Data provided Block Start

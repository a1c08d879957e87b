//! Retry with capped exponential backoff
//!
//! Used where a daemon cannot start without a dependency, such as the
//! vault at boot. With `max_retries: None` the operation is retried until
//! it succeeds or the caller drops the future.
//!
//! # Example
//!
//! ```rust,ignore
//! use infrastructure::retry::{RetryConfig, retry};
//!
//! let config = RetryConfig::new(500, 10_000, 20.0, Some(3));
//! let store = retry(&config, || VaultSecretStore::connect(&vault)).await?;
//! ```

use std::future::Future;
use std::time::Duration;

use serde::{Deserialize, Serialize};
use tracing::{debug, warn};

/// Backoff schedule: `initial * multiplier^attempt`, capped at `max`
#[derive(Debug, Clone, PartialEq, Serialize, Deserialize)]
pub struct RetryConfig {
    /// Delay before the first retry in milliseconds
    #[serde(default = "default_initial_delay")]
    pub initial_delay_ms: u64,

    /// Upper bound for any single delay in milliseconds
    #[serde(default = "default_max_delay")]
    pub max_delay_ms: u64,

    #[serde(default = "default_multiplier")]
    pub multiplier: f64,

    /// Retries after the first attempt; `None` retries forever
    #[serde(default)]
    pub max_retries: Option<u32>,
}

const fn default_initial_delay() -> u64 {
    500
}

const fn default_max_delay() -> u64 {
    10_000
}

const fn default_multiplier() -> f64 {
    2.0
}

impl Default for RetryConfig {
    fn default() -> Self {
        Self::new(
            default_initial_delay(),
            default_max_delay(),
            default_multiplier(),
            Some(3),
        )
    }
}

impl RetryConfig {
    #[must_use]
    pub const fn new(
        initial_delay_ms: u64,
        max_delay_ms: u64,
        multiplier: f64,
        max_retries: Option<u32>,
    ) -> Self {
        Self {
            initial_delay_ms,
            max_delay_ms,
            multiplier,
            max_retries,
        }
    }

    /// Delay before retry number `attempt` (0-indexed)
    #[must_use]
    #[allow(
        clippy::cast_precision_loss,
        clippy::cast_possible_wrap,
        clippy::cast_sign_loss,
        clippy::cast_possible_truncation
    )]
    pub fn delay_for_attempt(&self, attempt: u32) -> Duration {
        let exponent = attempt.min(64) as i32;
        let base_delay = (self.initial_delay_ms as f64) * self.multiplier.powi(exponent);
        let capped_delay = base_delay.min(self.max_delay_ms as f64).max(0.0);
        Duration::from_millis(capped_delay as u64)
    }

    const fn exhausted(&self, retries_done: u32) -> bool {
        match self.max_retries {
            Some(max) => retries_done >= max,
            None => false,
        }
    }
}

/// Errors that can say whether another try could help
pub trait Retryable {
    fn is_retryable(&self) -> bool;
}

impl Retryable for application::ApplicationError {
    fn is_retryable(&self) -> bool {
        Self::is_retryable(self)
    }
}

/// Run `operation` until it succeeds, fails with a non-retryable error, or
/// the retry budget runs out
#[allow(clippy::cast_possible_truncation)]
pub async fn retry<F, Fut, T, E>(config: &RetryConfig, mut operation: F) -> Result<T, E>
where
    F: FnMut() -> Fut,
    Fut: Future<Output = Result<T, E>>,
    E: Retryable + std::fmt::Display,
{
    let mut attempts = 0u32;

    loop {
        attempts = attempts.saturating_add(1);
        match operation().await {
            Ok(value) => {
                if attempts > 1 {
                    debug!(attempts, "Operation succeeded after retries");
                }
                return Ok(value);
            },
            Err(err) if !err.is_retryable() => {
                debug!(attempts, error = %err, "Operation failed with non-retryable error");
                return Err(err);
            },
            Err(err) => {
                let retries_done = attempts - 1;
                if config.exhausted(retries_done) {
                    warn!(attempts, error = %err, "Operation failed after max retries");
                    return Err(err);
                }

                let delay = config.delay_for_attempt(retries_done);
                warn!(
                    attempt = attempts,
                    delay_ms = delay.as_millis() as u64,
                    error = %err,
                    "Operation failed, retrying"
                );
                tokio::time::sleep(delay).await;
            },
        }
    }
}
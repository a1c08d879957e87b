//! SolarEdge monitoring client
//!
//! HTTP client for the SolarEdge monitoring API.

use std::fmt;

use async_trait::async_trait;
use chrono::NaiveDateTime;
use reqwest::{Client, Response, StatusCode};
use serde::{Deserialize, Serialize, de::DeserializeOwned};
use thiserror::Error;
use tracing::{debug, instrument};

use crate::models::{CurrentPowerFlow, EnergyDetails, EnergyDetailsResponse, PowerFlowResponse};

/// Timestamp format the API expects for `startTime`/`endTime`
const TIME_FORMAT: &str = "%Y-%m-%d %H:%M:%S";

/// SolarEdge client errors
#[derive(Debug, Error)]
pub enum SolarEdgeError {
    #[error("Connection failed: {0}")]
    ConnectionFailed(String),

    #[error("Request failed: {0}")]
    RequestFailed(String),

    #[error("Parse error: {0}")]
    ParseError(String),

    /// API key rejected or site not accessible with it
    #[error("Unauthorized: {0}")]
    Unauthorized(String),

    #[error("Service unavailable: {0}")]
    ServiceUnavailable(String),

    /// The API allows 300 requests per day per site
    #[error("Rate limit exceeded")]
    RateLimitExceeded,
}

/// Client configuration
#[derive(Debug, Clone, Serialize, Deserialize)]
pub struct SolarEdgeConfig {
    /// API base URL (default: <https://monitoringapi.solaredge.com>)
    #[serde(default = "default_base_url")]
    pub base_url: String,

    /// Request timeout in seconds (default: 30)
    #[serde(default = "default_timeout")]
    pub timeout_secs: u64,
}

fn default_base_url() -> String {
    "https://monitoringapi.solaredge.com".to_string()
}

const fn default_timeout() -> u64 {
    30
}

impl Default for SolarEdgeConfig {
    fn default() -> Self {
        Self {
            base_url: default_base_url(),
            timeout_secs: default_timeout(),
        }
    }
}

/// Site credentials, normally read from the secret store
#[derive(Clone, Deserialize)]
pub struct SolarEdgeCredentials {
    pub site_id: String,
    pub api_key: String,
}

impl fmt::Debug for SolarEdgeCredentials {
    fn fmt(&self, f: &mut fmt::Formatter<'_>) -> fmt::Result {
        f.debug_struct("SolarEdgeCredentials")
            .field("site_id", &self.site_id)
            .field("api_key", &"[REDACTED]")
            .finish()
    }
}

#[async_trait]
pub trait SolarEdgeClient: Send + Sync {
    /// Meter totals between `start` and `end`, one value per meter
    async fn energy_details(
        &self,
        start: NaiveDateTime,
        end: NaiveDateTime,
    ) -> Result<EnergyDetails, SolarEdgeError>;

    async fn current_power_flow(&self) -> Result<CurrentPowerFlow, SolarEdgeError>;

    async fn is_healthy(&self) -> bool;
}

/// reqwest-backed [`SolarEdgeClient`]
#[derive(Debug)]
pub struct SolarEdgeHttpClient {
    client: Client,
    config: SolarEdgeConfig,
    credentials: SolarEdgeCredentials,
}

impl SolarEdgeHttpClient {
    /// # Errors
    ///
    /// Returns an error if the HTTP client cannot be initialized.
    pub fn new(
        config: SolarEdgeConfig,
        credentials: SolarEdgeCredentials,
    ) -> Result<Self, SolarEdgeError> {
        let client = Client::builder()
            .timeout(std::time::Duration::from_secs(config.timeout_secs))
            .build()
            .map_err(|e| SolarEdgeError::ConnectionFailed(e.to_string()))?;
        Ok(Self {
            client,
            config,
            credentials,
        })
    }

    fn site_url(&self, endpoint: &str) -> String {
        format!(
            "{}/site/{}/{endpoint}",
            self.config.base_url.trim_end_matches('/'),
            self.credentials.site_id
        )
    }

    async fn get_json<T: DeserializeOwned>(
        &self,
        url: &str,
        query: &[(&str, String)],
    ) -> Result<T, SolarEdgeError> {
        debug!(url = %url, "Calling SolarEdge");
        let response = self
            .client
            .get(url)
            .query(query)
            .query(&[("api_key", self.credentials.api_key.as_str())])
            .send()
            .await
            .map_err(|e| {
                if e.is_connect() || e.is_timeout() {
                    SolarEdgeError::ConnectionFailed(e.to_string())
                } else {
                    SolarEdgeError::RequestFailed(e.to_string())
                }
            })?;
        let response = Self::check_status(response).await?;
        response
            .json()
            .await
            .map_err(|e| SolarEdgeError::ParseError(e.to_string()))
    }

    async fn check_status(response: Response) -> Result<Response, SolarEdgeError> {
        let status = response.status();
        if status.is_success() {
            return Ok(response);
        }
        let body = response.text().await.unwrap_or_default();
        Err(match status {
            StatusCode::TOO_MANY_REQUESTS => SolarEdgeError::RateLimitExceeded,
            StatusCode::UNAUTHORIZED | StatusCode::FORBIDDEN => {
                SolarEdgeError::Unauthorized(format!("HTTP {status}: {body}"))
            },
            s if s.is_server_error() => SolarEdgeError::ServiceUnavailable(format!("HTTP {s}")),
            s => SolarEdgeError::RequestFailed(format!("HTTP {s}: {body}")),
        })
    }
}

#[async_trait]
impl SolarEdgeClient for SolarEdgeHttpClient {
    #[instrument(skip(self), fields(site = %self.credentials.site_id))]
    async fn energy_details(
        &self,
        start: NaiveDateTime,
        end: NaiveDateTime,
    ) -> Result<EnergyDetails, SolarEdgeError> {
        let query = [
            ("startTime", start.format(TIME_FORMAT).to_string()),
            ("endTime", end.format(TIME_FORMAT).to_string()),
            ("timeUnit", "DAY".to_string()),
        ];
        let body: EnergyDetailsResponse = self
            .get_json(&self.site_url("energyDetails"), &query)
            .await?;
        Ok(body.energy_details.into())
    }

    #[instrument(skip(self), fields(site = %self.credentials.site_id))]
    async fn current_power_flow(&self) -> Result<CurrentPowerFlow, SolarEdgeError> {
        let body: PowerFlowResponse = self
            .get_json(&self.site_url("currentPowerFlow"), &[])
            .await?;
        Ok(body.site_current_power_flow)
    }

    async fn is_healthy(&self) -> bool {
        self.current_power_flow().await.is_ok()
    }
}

Data provided Block End
Data provided Block Start

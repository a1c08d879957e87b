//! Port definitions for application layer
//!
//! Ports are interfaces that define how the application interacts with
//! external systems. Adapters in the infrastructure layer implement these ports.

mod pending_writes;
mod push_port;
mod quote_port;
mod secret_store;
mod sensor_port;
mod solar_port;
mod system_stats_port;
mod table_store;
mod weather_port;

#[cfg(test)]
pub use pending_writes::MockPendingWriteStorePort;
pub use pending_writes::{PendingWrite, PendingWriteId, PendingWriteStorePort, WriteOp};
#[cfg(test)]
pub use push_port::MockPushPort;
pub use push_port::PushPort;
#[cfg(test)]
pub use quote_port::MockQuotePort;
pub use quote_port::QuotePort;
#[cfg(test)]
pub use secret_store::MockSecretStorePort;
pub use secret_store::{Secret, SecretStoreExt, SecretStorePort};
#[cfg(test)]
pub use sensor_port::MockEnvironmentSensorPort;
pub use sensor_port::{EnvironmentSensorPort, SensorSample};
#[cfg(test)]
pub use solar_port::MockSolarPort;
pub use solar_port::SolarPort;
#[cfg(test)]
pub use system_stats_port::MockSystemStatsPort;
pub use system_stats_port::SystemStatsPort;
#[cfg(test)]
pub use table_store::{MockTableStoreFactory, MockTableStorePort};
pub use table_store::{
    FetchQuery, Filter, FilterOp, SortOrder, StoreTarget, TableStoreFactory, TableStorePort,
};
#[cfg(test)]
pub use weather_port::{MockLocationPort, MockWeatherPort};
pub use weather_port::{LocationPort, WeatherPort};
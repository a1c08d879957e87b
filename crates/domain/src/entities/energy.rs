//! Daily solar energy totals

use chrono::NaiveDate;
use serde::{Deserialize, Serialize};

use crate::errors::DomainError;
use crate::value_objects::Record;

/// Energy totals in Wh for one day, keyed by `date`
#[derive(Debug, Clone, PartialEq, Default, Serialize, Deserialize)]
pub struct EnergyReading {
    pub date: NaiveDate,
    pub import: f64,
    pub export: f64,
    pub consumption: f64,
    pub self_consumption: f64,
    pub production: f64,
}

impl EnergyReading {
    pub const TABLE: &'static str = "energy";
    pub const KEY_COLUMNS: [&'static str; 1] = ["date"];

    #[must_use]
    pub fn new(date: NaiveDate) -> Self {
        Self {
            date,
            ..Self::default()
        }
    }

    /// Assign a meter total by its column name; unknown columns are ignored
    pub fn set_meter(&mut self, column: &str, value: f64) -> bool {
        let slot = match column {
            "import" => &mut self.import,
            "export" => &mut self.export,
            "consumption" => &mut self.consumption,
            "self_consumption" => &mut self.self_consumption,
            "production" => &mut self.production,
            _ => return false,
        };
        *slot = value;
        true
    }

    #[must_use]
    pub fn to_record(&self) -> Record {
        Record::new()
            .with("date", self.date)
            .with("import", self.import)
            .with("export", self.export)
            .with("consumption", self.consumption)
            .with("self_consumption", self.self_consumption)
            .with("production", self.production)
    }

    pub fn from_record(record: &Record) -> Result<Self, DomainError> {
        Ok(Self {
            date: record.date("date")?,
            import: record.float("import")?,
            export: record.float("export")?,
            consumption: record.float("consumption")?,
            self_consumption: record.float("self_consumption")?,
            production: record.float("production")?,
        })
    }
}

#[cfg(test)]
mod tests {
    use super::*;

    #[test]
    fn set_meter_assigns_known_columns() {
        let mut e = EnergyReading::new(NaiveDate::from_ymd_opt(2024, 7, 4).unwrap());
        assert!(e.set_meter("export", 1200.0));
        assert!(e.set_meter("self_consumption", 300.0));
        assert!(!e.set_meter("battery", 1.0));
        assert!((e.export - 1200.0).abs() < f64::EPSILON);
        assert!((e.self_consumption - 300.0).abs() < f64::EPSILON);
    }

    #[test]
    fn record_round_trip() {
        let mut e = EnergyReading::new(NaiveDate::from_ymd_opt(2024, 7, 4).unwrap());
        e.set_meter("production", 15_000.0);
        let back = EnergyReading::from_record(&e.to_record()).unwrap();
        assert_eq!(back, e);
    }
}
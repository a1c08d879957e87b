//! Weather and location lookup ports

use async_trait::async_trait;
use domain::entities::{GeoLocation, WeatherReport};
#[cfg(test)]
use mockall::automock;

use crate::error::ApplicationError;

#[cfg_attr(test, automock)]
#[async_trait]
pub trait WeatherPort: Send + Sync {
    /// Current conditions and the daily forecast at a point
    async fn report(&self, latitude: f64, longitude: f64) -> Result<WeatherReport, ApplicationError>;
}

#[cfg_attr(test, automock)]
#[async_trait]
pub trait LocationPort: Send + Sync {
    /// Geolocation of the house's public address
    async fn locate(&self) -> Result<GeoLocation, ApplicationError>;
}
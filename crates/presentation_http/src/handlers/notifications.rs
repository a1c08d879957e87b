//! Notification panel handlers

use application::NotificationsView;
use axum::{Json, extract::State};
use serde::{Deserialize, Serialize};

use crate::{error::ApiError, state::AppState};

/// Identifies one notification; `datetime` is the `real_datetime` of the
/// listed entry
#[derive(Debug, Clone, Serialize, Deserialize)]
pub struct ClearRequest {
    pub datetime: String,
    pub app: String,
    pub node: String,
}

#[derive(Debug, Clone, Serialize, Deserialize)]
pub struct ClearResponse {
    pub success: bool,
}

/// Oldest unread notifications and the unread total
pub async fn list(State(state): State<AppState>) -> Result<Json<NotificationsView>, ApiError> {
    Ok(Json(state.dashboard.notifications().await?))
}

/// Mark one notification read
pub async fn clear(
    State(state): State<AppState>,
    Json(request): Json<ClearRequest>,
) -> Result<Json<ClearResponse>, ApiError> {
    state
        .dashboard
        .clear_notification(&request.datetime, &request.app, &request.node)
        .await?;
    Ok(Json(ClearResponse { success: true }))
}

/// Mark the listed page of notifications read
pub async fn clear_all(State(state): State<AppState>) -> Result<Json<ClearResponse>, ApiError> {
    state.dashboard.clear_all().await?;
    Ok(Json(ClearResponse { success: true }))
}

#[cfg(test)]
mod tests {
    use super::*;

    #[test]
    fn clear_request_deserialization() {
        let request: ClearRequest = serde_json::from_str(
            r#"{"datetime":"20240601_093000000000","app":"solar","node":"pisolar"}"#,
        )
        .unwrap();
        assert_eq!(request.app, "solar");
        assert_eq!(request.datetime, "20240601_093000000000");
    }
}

Data provided Block End

Required action: Which lines in the data above hold the word "float"? Return each of them.

Solution:
            import: record.float("import")?,
            export: record.float("export")?,
            consumption: record.float("consumption")?,
            self_consumption: record.float("self_consumption")?,
            production: record.float("production")?,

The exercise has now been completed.